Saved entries
※ ※ ※

#![no_main]

use libfuzzer_sys::fuzz_target;
use rhizome_resin_retarget::RetargetConfig;

fuzz_target!(|data: &str| {
    // from_json should never panic on any input
    let _ = RetargetConfig::from_json(data);
});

※ ※ ※

### To do
What is needed is an exact retyping of every line from the one containing "use libfuzzer_sys::fuzz_target;" through the final line of the entries, and only those lines.

### Response
use libfuzzer_sys::fuzz_target;
use rhizome_resin_retarget::RetargetConfig;

fuzz_target!(|data: &str| {
    // from_json should never panic on any input
    let _ = RetargetConfig::from_json(data);
});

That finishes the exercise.